Nowra’s writing here is at its most assured. Even in the relatively shortened form, the dramaturgy is assured, the dramatic arc solid. The chaotic menagerie of recovering junkies, pyromaniacs, narcissists and all but catatonics resolves into a sublime, show-stopping set-piece performance of operatic highlights.
Finally, the most explicitly reflexive and formally adventurous of the plays, 2017’s This Much is True.
A more-than-affectionate love letter, a late-in-life coming of age story, as the old Lewis (Zappa again) finds his people: a picaresque assemblage of character sketches (the pub itself one of them) and story shards woven into a narrative of loss, yearning, betrayal and redemption.
Old Lewis, now a full-blown character in the world he narrates, explains: when people know that you are a writer, they bring their stories to you. It’s almost an apology for the frenetic, episodic magic realism that has unfolded. This perhaps unreliable narrator assures us, though, that the stories were the ones he had heard about and experienced:
Some of you may think they’re exaggerated, but we locals think otherwise.
As relentless as the insistence on love is the insistence of time. The five hours are bracketed by repeated tones, a metabolic rhythm as implacable as a metronome, the tympanic beating of an angiogram. A coiling: love and time; time and love. Themes of death, loss and regret press and surge, pushing back, hard, against the simplicity of the promise of love.
The plays chart a span of life; spending a day in the theatre with the plays redoubles the palpability of time itself. We – the audience – dwell in the power of theatre to immerse us in place and time. Between plays we sit on the kerb outside, have a coffee at a local café, a bowl of pasta or salad, return and smile at our fellow audience members. We move around the theatre, choosing different seats for each play.
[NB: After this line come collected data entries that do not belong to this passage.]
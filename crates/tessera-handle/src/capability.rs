//! Compile-time ownership and mutability markers.
//!
//! Markers carry no runtime data. They are used as the `C` parameter of
//! [`crate::Handle`] and gate which methods exist for a given handle.

mod sealed {
    pub trait Sealed {}

    impl Sealed for super::Owned {}
    impl Sealed for super::OwnedConst {}
    impl Sealed for super::Borrowed {}
    impl Sealed for super::BorrowedMut {}
}

/// Describes whether a handle owns its object and whether it may mutate it.
///
/// Sealed: the four markers in this module are the only legal combinations.
pub trait Capability: sealed::Sealed + Send + Sync + 'static {
    /// `true` if the handle references an object owned elsewhere.
    const IS_BORROWER: bool;

    /// `true` if the object must not be mutated through the handle.
    const IS_CONST: bool;

    /// Short name used in logs and `Debug` output.
    const NAME: &'static str;
}

/// Capabilities that own their object and free it on drop.
pub trait Owning: Capability {}

/// Capabilities that permit mutation of the object.
pub trait Mutable: Capability {}

/// Owning, mutable. The default capability.
#[derive(Debug, Clone, Copy, PartialEq, Eq, Default)]
pub struct Owned;

/// Owning, read-only.
///
/// Produced by freezing an owned handle when the value must not change for
/// the rest of its life.
#[derive(Debug, Clone, Copy, PartialEq, Eq, Default)]
pub struct OwnedConst;

/// Non-owning, read-only.
#[derive(Debug, Clone, Copy, PartialEq, Eq, Default)]
pub struct Borrowed;

/// Non-owning, mutable.
///
/// Aliases an object owned by someone else and allows writes through the
/// alias. Never frees.
#[derive(Debug, Clone, Copy, PartialEq, Eq, Default)]
pub struct BorrowedMut;

impl Capability for Owned {
    const IS_BORROWER: bool = false;
    const IS_CONST: bool = false;
    const NAME: &'static str = "owned";
}

impl Capability for OwnedConst {
    const IS_BORROWER: bool = false;
    const IS_CONST: bool = true;
    const NAME: &'static str = "owned-const";
}

impl Capability for Borrowed {
    const IS_BORROWER: bool = true;
    const IS_CONST: bool = true;
    const NAME: &'static str = "borrowed";
}

impl Capability for BorrowedMut {
    const IS_BORROWER: bool = true;
    const IS_CONST: bool = false;
    const NAME: &'static str = "borrowed-mut";
}

impl Owning for Owned {}
impl Owning for OwnedConst {}

impl Mutable for Owned {}
impl Mutable for BorrowedMut {}
//! Signed arithmetic on big integers.
//!
//! `checked_*` methods read their operands and return a fresh [`BigInt`].
//! `assign_*` methods replace the receiver; they compute into a temporary
//! and install it only once every step has succeeded, so an error leaves
//! the receiver at its previous value.

use std::cmp::Ordering;

use tessera_handle::{Capability, Mutable};

use crate::{
    bigint::{BigInt, BigNum},
    error::Result,
    kernel,
    mpi::{Mpi, Sign},
    operand::{Operand, OperandValue},
    view::BigIntView,
};

/// `a + b`, with `b` taken as having sign `b_sign`.
pub(crate) fn sum(a: &OperandValue<'_>, b: &OperandValue<'_>, b_sign: Sign) -> Result<Mpi> {
    let (x, y) = (a.to_limbs()?, b.to_limbs()?);

    if a.sign() == b_sign {
        return Ok(Mpi::from_parts(a.sign(), kernel::add(&x, &y)?));
    }

    match kernel::cmp(&x, &y) {
        Ordering::Less => Ok(Mpi::from_parts(b_sign, kernel::sub(&y, &x)?)),
        _ => Ok(Mpi::from_parts(a.sign(), kernel::sub(&x, &y)?)),
    }
}

pub(crate) fn product(a: &OperandValue<'_>, b: &OperandValue<'_>) -> Result<Mpi> {
    let sign = Sign::from_negative(a.sign() != b.sign());
    Ok(Mpi::from_parts(sign, kernel::mul(&a.to_limbs()?, &b.to_limbs()?)?))
}

/// Truncating division. The quotient is negative when the signs differ;
/// the remainder takes the sign of the dividend.
pub(crate) fn quotient_remainder(a: &OperandValue<'_>, b: &OperandValue<'_>) -> Result<(Mpi, Mpi)> {
    let (q, r) = kernel::div_rem(&a.to_limbs()?, &b.to_limbs()?)?;
    let q_sign = Sign::from_negative(a.sign() != b.sign());
    Ok((Mpi::from_parts(q_sign, q), Mpi::from_parts(a.sign(), r)))
}

fn negation(a: &OperandValue<'_>) -> Result<Mpi> {
    Ok(Mpi::from_parts(a.sign().flip(), a.to_limbs()?.into_owned()))
}

fn absolute(a: &OperandValue<'_>) -> Result<Mpi> {
    Ok(Mpi::from_parts(Sign::Positive, a.to_limbs()?.into_owned()))
}

fn shifted_left(a: &OperandValue<'_>, bits: usize) -> Result<Mpi> {
    Ok(Mpi::from_parts(a.sign(), kernel::shl(&a.to_limbs()?, bits)?))
}

fn shifted_right(a: &OperandValue<'_>, bits: usize) -> Result<Mpi> {
    Ok(Mpi::from_parts(a.sign(), kernel::shr(&a.to_limbs()?, bits)?))
}

/// Read-only operations returning a fresh [`BigInt`], for any receiver
/// that implements [`Operand`].
macro_rules! checked_arithmetic {
    () => {
        fn compute(&self, op: impl FnOnce(&OperandValue<'_>) -> Result<Mpi>) -> Result<BigInt> {
            Ok(BigInt::from_mpi(op(&<Self as Operand>::operand(self)?)?))
        }

        /// `self + rhs`.
        pub fn checked_add(&self, rhs: impl Operand) -> Result<BigInt> {
            self.compute(|a| {
                let b = rhs.operand()?;
                sum(a, &b, b.sign())
            })
        }

        /// `self - rhs`.
        pub fn checked_sub(&self, rhs: impl Operand) -> Result<BigInt> {
            self.compute(|a| {
                let b = rhs.operand()?;
                sum(a, &b, b.sign().flip())
            })
        }

        /// `self * rhs`.
        pub fn checked_mul(&self, rhs: impl Operand) -> Result<BigInt> {
            self.compute(|a| product(a, &rhs.operand()?))
        }

        /// `self / rhs`, truncated toward zero.
        ///
        /// # Errors
        ///
        /// `DivisionByZero` if `rhs` is zero.
        pub fn checked_div(&self, rhs: impl Operand) -> Result<BigInt> {
            self.compute(|a| Ok(quotient_remainder(a, &rhs.operand()?)?.0))
        }

        /// `self % rhs`, with the sign of `self`.
        ///
        /// # Errors
        ///
        /// `DivisionByZero` if `rhs` is zero.
        pub fn checked_rem(&self, rhs: impl Operand) -> Result<BigInt> {
            self.compute(|a| Ok(quotient_remainder(a, &rhs.operand()?)?.1))
        }

        /// Quotient and remainder in one division.
        pub fn checked_div_rem(&self, rhs: impl Operand) -> Result<(BigInt, BigInt)> {
            let (q, r) = quotient_remainder(&<Self as Operand>::operand(self)?, &rhs.operand()?)?;
            Ok((BigInt::from_mpi(q), BigInt::from_mpi(r)))
        }

        /// `-self`. Negating zero yields zero.
        pub fn checked_neg(&self) -> Result<BigInt> {
            self.compute(negation)
        }

        /// `|self|`.
        pub fn abs(&self) -> Result<BigInt> {
            self.compute(absolute)
        }

        /// Magnitude shifted left by `bits`; the sign is kept.
        ///
        /// # Errors
        ///
        /// `AllocationFailure` if the shifted value cannot be stored.
        pub fn checked_shl(&self, bits: usize) -> Result<BigInt> {
            self.compute(|a| shifted_left(a, bits))
        }

        /// Magnitude shifted right by `bits`, discarding low bits; the sign is
        /// kept unless the result is zero. `-5 >> 1` is `-2`.
        pub fn checked_shr(&self, bits: usize) -> Result<BigInt> {
            self.compute(|a| shifted_right(a, bits))
        }
    };
}

impl<C: Capability> BigNum<'_, C> {
    checked_arithmetic!();
}

impl BigIntView<'_> {
    checked_arithmetic!();
}

impl<C: Mutable> BigNum<'_, C> {
    fn update(&mut self, op: impl FnOnce(&OperandValue<'_>) -> Result<Mpi>) -> Result<()> {
        let next = op(&self.value()?)?;
        self.store(next)
    }

    /// `self += rhs`.
    pub fn assign_add(&mut self, rhs: impl Operand) -> Result<()> {
        self.update(|a| {
            let b = rhs.operand()?;
            sum(a, &b, b.sign())
        })
    }

    /// `self -= rhs`.
    pub fn assign_sub(&mut self, rhs: impl Operand) -> Result<()> {
        self.update(|a| {
            let b = rhs.operand()?;
            sum(a, &b, b.sign().flip())
        })
    }

    /// `self *= rhs`.
    pub fn assign_mul(&mut self, rhs: impl Operand) -> Result<()> {
        self.update(|a| product(a, &rhs.operand()?))
    }

    /// `self /= rhs`, truncated toward zero.
    pub fn assign_div(&mut self, rhs: impl Operand) -> Result<()> {
        self.update(|a| Ok(quotient_remainder(a, &rhs.operand()?)?.0))
    }

    /// `self %= rhs`, with the sign of `self`.
    pub fn assign_rem(&mut self, rhs: impl Operand) -> Result<()> {
        self.update(|a| Ok(quotient_remainder(a, &rhs.operand()?)?.1))
    }

    /// `self <<= bits` on the magnitude.
    pub fn assign_shl(&mut self, bits: usize) -> Result<()> {
        self.update(|a| shifted_left(a, bits))
    }

    /// `self >>= bits` on the magnitude.
    pub fn assign_shr(&mut self, bits: usize) -> Result<()> {
        self.update(|a| shifted_right(a, bits))
    }

    /// `self = -self`.
    pub fn negate(&mut self) -> Result<()> {
        self.update(negation)
    }

    /// `self += 1`.
    pub fn increment(&mut self) -> Result<()> {
        self.assign_add(1u8)
    }

    /// `self -= 1`.
    pub fn decrement(&mut self) -> Result<()> {
        self.assign_sub(1u8)
    }
}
We follow the actors as they move through different roles, catching echoes and tensions across the casting: Paul Capsis tears it up as a series of wild-eyed clowns; Thomas Campbell finds pathos and subtle variations through a motley collection of blokes (and others).
Ursula Yovich is utterly compelling, first as young Lewis’ grandmother, then as an adoring psychiatric patient, and finally as a standover man. Her presence on stage gently but unmistakably alerts us to the absence of First Nations people in a play cycle so concerned with place, community and belonging.
Lynch is extraordinary as the young Lewis in the first two plays: a glorious portrait of a young man finding his feet.
Pitso, though, has the toughest gig: first as young Dulcie, then as a recovering junkie, and finally as a philosophy student working as a barmaid in the Rising Sun Hotel. The burden of Lewis’ yearning, regret and, yes, love, falls on these characters’ shoulders.
In a rewriting of the final scene, Nowra has crafted a more emphatic narrative arc, binding the trilogy all the more tightly together: Dulcie, old Lewis explains, was something like the one true love. It was always Dulcie for whom he was looking, who he needed to save.
A neat piece of dramaturgy, but, for me, something of a deflation after an otherwise deeply, resonatingly rich immersion.
The Lewis Trilogy is at Griffin Theatre Company until 21 April, 2024. All photos supplied by Griffin Theatre Company.